*Exercise description*
Return the lines from the start of the data through the line with "checked as for". Include both of those lines and no others.

[Collection entries]
━━━━━━━━
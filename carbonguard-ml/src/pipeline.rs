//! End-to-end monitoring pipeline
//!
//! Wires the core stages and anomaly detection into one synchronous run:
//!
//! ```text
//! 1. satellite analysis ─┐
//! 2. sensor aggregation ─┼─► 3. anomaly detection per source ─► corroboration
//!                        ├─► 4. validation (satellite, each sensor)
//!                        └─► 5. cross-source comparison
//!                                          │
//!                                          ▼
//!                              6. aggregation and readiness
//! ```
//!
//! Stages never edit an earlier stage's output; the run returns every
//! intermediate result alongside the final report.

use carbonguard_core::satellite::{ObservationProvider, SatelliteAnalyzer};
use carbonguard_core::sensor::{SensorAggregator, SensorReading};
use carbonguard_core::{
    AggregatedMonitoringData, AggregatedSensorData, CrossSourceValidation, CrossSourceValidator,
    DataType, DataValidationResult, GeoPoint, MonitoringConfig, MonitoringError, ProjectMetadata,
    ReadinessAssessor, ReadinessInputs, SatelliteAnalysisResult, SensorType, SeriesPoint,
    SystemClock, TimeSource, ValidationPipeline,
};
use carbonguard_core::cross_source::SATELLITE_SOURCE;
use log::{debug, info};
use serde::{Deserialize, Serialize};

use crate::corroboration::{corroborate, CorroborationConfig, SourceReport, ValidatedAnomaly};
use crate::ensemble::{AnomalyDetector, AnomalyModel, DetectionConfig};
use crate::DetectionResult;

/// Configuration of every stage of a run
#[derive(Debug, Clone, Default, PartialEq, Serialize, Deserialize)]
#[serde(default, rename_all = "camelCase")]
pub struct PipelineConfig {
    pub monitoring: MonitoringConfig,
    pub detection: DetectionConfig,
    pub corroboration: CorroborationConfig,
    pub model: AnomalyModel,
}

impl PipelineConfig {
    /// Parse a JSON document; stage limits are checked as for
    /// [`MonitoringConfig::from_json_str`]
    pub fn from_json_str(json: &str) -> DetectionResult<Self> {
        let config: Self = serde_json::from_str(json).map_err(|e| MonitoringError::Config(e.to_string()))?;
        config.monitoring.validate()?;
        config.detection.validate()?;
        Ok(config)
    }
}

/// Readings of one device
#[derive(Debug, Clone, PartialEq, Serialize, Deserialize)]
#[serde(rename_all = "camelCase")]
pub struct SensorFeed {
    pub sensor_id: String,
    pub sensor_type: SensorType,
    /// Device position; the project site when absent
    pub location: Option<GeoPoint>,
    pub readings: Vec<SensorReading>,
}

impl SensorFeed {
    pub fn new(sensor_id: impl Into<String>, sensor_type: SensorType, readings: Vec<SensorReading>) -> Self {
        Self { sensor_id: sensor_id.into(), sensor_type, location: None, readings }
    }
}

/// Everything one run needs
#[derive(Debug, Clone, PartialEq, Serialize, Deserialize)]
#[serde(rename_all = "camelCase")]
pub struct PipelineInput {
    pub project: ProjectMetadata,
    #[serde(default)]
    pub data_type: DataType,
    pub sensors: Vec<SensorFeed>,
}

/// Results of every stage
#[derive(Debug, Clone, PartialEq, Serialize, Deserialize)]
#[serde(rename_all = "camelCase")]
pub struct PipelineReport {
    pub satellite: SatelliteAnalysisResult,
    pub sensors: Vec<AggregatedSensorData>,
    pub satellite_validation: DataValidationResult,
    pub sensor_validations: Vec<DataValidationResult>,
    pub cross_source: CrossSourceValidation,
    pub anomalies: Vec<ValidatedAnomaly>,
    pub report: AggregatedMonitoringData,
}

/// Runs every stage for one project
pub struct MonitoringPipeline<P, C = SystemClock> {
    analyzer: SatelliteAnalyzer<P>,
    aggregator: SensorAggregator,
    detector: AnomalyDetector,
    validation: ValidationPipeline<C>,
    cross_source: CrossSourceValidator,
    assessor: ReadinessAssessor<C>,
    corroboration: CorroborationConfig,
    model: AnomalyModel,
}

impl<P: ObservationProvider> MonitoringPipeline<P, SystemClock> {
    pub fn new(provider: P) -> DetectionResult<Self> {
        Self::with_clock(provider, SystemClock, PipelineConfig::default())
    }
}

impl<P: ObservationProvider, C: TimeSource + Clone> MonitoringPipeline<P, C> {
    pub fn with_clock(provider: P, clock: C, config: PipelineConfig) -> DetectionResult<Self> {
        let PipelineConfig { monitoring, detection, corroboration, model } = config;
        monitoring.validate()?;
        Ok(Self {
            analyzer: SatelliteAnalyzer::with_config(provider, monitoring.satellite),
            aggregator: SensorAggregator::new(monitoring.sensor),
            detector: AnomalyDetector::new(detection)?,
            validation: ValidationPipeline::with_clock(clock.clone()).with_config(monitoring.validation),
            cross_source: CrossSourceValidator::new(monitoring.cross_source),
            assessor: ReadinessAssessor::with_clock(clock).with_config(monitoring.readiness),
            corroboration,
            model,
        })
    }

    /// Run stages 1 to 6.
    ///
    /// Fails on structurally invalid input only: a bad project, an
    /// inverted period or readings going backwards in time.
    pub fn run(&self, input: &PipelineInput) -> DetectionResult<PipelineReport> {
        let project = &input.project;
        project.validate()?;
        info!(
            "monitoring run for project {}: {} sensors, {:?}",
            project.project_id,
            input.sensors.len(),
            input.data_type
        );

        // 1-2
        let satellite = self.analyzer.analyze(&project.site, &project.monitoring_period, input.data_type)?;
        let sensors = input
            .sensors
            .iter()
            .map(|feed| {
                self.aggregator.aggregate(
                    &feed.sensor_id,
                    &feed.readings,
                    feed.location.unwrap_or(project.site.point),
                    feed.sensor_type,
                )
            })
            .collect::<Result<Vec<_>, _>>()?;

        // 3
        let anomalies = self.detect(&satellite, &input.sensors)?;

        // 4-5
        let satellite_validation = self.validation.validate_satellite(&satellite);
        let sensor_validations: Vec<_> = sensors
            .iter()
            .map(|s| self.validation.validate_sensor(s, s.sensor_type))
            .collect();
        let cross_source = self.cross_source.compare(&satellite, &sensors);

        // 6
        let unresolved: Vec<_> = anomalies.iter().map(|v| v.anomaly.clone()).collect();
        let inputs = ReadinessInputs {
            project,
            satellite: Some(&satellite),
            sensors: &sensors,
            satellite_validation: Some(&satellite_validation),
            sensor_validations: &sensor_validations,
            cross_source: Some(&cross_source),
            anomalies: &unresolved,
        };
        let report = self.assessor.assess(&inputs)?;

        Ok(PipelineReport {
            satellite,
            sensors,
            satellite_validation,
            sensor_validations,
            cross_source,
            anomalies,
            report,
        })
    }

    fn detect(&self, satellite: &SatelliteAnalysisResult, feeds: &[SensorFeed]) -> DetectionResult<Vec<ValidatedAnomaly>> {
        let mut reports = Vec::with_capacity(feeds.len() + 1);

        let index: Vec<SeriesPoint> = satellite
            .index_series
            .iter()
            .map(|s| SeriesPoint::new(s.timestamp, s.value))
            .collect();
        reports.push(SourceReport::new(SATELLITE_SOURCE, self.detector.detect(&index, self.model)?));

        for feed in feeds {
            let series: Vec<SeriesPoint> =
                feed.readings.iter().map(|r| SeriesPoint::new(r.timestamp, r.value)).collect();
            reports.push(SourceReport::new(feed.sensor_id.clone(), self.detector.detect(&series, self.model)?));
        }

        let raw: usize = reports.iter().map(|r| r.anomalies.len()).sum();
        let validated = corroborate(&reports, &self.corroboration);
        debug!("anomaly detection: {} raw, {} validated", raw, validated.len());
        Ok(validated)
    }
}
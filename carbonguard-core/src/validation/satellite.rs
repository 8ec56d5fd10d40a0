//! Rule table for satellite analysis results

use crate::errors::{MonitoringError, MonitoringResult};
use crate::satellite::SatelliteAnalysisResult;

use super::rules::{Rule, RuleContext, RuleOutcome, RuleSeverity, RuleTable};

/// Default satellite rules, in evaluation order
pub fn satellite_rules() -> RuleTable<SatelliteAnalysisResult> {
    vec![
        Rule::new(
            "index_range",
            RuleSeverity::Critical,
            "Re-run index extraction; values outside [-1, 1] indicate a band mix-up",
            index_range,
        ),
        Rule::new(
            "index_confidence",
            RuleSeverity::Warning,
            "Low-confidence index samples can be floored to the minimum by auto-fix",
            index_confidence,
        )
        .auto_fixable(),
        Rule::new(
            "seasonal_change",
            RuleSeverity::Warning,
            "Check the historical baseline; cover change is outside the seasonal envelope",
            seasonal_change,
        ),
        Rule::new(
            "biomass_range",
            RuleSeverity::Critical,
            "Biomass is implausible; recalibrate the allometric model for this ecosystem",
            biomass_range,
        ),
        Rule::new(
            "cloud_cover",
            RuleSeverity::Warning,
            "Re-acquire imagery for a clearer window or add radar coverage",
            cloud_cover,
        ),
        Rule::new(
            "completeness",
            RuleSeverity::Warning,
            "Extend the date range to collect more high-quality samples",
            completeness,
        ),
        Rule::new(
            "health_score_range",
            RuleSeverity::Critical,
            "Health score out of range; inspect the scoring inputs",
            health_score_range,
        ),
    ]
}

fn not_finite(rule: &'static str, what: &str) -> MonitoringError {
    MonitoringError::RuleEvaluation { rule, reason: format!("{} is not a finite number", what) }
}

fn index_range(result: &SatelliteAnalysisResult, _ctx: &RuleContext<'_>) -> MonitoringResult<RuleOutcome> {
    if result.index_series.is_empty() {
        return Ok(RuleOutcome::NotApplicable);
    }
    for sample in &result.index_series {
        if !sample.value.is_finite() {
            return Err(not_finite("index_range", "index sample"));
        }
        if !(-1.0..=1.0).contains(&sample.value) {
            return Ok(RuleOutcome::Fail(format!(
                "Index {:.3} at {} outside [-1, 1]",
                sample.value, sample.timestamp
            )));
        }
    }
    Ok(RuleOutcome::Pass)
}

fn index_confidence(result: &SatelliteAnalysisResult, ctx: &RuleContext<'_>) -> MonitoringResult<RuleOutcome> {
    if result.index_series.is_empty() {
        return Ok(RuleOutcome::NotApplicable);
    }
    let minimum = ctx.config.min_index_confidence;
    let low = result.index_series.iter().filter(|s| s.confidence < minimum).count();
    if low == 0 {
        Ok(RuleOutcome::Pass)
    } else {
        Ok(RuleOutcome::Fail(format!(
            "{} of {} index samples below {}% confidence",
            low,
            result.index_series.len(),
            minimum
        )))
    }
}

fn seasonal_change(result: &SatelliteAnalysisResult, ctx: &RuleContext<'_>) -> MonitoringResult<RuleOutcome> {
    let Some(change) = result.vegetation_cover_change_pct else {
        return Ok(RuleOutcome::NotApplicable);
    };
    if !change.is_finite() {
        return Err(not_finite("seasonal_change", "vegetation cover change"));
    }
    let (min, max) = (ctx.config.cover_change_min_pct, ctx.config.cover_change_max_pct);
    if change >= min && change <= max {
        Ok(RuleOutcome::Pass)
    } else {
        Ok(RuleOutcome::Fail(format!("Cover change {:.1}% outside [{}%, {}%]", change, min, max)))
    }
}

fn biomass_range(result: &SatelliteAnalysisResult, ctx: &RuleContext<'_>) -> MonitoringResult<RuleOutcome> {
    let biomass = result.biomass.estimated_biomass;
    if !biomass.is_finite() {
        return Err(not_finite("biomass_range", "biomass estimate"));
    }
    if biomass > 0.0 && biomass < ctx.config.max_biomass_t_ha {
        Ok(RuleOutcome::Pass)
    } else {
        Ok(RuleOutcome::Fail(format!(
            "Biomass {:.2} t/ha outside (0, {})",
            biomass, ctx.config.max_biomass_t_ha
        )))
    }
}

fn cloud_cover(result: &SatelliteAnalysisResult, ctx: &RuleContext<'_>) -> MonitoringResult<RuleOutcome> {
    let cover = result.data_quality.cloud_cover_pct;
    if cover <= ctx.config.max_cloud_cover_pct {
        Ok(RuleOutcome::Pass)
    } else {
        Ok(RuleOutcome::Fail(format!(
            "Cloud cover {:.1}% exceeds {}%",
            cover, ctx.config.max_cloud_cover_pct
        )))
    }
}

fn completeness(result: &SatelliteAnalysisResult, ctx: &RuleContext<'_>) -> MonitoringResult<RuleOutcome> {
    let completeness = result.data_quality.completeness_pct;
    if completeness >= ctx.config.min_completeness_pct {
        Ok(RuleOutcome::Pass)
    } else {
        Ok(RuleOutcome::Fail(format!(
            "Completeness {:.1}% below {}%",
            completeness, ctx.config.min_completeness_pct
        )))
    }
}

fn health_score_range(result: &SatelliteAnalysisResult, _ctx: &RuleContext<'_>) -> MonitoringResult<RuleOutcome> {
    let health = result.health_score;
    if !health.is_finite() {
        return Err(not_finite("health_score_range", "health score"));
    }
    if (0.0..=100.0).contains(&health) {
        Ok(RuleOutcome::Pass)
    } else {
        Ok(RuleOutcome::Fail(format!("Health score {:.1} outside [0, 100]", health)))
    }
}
━━━━━━━━
*Result for this exercise*
filename carbonguard-ml/src/pipeline.rs
//! End-to-end monitoring pipeline
//!
//! Wires the core stages and anomaly detection into one synchronous run:
//!
//! ```text
//! 1. satellite analysis ─┐
//! 2. sensor aggregation ─┼─► 3. anomaly detection per source ─► corroboration
//!                        ├─► 4. validation (satellite, each sensor)
//!                        └─► 5. cross-source comparison
//!                                          │
//!                                          ▼
//!                              6. aggregation and readiness
//! ```
//!
//! Stages never edit an earlier stage's output; the run returns every
//! intermediate result alongside the final report.

use carbonguard_core::satellite::{ObservationProvider, SatelliteAnalyzer};
use carbonguard_core::sensor::{SensorAggregator, SensorReading};
use carbonguard_core::{
    AggregatedMonitoringData, AggregatedSensorData, CrossSourceValidation, CrossSourceValidator,
    DataType, DataValidationResult, GeoPoint, MonitoringConfig, MonitoringError, ProjectMetadata,
    ReadinessAssessor, ReadinessInputs, SatelliteAnalysisResult, SensorType, SeriesPoint,
    SystemClock, TimeSource, ValidationPipeline,
};
use carbonguard_core::cross_source::SATELLITE_SOURCE;
use log::{debug, info};
use serde::{Deserialize, Serialize};

use crate::corroboration::{corroborate, CorroborationConfig, SourceReport, ValidatedAnomaly};
use crate::ensemble::{AnomalyDetector, AnomalyModel, DetectionConfig};
use crate::DetectionResult;

/// Configuration of every stage of a run
#[derive(Debug, Clone, Default, PartialEq, Serialize, Deserialize)]
#[serde(default, rename_all = "camelCase")]
pub struct PipelineConfig {
    pub monitoring: MonitoringConfig,
    pub detection: DetectionConfig,
    pub corroboration: CorroborationConfig,
    pub model: AnomalyModel,
}

impl PipelineConfig {
    /// Parse a JSON document; stage limits are checked as for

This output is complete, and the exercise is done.